To do:
Would you repeat every line of the data exactly?

Saved data entries:
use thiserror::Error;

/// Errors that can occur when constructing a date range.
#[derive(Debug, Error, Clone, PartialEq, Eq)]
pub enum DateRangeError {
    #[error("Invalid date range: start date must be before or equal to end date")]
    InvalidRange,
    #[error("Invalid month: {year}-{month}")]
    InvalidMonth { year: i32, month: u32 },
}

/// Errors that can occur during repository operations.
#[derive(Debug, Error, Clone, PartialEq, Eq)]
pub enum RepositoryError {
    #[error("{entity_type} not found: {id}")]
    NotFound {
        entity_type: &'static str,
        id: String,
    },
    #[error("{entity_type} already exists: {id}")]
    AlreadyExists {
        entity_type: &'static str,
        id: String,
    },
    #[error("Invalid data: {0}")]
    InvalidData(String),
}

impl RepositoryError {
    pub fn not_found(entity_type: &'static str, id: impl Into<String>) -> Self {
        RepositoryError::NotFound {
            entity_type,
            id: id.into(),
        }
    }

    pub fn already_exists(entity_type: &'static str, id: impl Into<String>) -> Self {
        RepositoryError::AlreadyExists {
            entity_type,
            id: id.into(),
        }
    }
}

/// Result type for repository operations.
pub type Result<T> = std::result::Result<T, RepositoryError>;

Solution:
use thiserror::Error;

/// Errors that can occur when constructing a date range.
#[derive(Debug, Error, Clone, PartialEq, Eq)]
pub enum DateRangeError {
    #[error("Invalid date range: start date must be before or equal to end date")]
    InvalidRange,
    #[error("Invalid month: {year}-{month}")]
    InvalidMonth { year: i32, month: u32 },
}

/// Errors that can occur during repository operations.
#[derive(Debug, Error, Clone, PartialEq, Eq)]
pub enum RepositoryError {
    #[error("{entity_type} not found: {id}")]
    NotFound {
        entity_type: &'static str,
        id: String,
    },
    #[error("{entity_type} already exists: {id}")]
    AlreadyExists {
        entity_type: &'static str,
        id: String,
    },
    #[error("Invalid data: {0}")]
    InvalidData(String),
}

impl RepositoryError {
    pub fn not_found(entity_type: &'static str, id: impl Into<String>) -> Self {
        RepositoryError::NotFound {
            entity_type,
            id: id.into(),
        }
    }

    pub fn already_exists(entity_type: &'static str, id: impl Into<String>) -> Self {
        RepositoryError::AlreadyExists {
            entity_type,
            id: id.into(),
        }
    }
}

/// Result type for repository operations.
pub type Result<T> = std::result::Result<T, RepositoryError>;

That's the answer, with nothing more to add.